Proximal transverse colon is supplied by middle colic artery. Transverse colon is perfumed by inferior mesenteric artery Region between the 2 is sensitive to ischaemia.
How does the colon absorb water and electrolytes? Overview
Na+ and cl- ions are absorbed by exchange mechanisms and ion channels. The water then follows by osmosis and k+ moves out into the lumen.
Describe movements of large intestine.
Colonic contractions is a kneading prices but minimally propulsive. In proximal colon anti-propulsive patterns dominate to retain chyme and try and remove as much water and electrolytes. In transverse and descending: localised segmental contractions of circular muscle causes mixing Short propulsive movements every 30 minutes and more frequently post meal 1-3 days there is a mass movement such as a peristaltic wave. Properly move to around 1/3 to 3/4 of the length of the colon
How is the large intestine innervated?
Parasympathetic: innervated ascending colon and most of the transverse colon by vagus nerve. Distal is by pelvic nerves. Sympathetic: innervated via the lower thoracic and upper lumbar spinal cord
Describe the process of defecation
Defection is controlled by reflex and voluntary. Reflex opens the internal sphincter but the external is under conscious control. Peristaltic waves move the faeces down and out of the anus. The last bit is called the social rectum and can distinguish between solid, gas and liquid.

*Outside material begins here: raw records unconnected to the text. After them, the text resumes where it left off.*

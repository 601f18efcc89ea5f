//! Account models
//!
//! Users, their API tokens and registered devices as exposed by the content
//! service's account endpoints. Only administrators can reach these.

use chrono::{DateTime, Utc};
use serde::{Deserialize, Serialize};

use super::form::{FormErrors, FormField};

/// Administrative user
#[derive(Debug, Clone, PartialEq, Serialize, Deserialize)]
#[serde(rename_all = "camelCase")]
pub struct User {
    pub id: i64,
    pub name: String,
    pub email: String,
    #[serde(default)]
    pub is_admin: bool,
}

/// API token issued to a user
#[derive(Debug, Clone, PartialEq, Serialize, Deserialize)]
#[serde(rename_all = "camelCase")]
pub struct UserToken {
    pub id: i64,
    pub token: String,
    #[serde(default)]
    pub created_at: Option<DateTime<Utc>>,
}

/// Device registered for push notifications
#[derive(Debug, Clone, PartialEq, Serialize, Deserialize)]
#[serde(rename_all = "camelCase")]
pub struct Device {
    pub id: i64,
    pub platform: String,
    #[serde(default)]
    pub token: Option<String>,
    #[serde(default)]
    pub language_code: Option<String>,
    #[serde(default)]
    pub created_at: Option<DateTime<Utc>>,
}

/// Result of a successful sign-in
#[derive(Debug, Clone, PartialEq, Serialize, Deserialize)]
#[serde(rename_all = "camelCase")]
pub struct LoginResult {
    pub token: String,
    pub username: String,
    #[serde(default)]
    pub is_admin: bool,
}

/// Create or patch payload for a user
///
/// `password` is only sent on create.
#[derive(Debug, Clone, PartialEq, Serialize, Deserialize)]
#[serde(rename_all = "camelCase")]
pub struct EditUser {
    pub name: String,
    pub email: String,
    #[serde(default, skip_serializing_if = "Option::is_none")]
    pub password: Option<String>,
    pub is_admin: bool,
}

/// Sign-in form
#[derive(Debug, Clone, Default, Deserialize)]
pub struct SigninForm {
    #[serde(default)]
    pub email: String,
    #[serde(default)]
    pub password: String,
}

/// Create and edit user form
#[derive(Debug, Clone, Default, Serialize, Deserialize)]
#[serde(rename_all = "camelCase")]
pub struct UserForm {
    #[serde(default)]
    pub name: String,
    #[serde(default)]
    pub email: String,
    /// Only used when creating
    #[serde(default)]
    pub password: String,
    /// Checkbox, present when ticked
    #[serde(default)]
    pub is_admin: Option<String>,
}

impl UserForm {
    pub fn from_user(user: &User) -> Self {
        Self {
            name: user.name.clone(),
            email: user.email.clone(),
            password: String::new(),
            is_admin: user.is_admin.then(|| "true".to_string()),
        }
    }

    /// Inputs of the create (`with_password`) or edit form
    pub fn fields(&self, with_password: bool) -> Vec<FormField> {
        let mut fields = vec![
            FormField::text("name", "Name", &self.name).required(),
            FormField::text("email", "Email", &self.email).required(),
        ];
        if with_password {
            fields.push(FormField::password("password", "Password").required());
        }
        fields.push(FormField::checkbox("isAdmin", "Administrator", self.is_admin.is_some()));
        fields
    }

    /// Validate into a create (`with_password`) or patch payload
    pub fn validate(&self, with_password: bool) -> Result<EditUser, FormErrors> {
        let mut errors = FormErrors::new();
        let name = errors.required_text("name", &self.name);
        let email = errors.required_text("email", &self.email);
        if matches!(&email, Some(e) if !e.contains('@')) {
            errors.add("email", "Please enter a valid email address");
        }
        let password = if with_password {
            validate_password(&mut errors, &self.password)
        } else {
            None
        };
        match (errors.is_empty(), name, email) {
            (true, Some(name), Some(email)) => Ok(EditUser {
                name,
                email,
                password,
                is_admin: self.is_admin.is_some(),
            }),
            _ => Err(errors),
        }
    }
}

/// Change password form
#[derive(Debug, Clone, Default, Serialize, Deserialize)]
pub struct ChangePasswordForm {
    #[serde(default)]
    pub password: String,
}

impl ChangePasswordForm {
    pub fn fields(&self) -> Vec<FormField> {
        vec![FormField::password("password", "New password").required()]
    }

    pub fn validate(&self) -> Result<String, FormErrors> {
        let mut errors = FormErrors::new();
        match validate_password(&mut errors, &self.password) {
            Some(password) if errors.is_empty() => Ok(password),
            _ => Err(errors),
        }
    }
}

const MIN_PASSWORD_LEN: usize = 8;

fn validate_password(errors: &mut FormErrors, password: &str) -> Option<String> {
    if password.chars().count() < MIN_PASSWORD_LEN {
        errors.add(
            "password",
            format!("Password must be at least {} characters", MIN_PASSWORD_LEN),
        );
        return None;
    }
    Some(password.to_string())
}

What functions do the intestinal flora do?
Synthesis and excrete vitamins Prevent colonisation by pathogens through competition Antagonise other bacteria through production of substances that inhibit/kill non-indigenous species. Stimulate cross-reactivity antibodies preventing invasion Help break down some fibre.
Describe the endocrine function of the pancreas.
The pancreas has areas called islets that are responsible for its endocrine functions. It is largely involved in blood glucose control Alpha cells = glucagon, beta cells = insulin, delta cells = somatostatin
Describe the exocrine function of the pancreas? How are the product secreted. What are the function of the secretions?
The pancreatic juices are secreted via the bile ducts. Duct cells secrete high volume, watery solution with a very high bicarbonate concentration. The bicarbonate neutralises the acidic chyme that enters the duodenum. The solution also washes down the enzymatic solution prevent blockages in the ducts. Acinar cells produce zymogen granules (pro-enzymes) which contain enzymes which are involved in digestion. This is a viscous solution.
How is bicarbonate produced in the pancreas?
Bicarbonate is formed with carbon dioxide and water is converted into protons and bicarbonate by carbonic anhydride, the bicarbonate is pumped into the lumen via cl-/HCO3- exchange and the protons release into blood via na+/h+ exchange,
How is bicarbonate secretions from pancreas controlled ?
When chemoreceptors in the duodenum sense the acidic chyme. The cells secrete secretin which moves via the blood to the pancreas. This stimulates bicarbonate release (increase cAMP in pancreatic cells and bicarbonate moves out). This stops when neutralisation of chyme occurs the stimulus for secretin release is stopped. So bicarbonate release is reduced. The duodenum also secreted CCK which stimulates enzyme release hut it has a potentiating effect for secretin rapidly increasing bicarbonate release. This means neutralisation occurs more quickly and duodenum is not exposed to damaging acidic pH.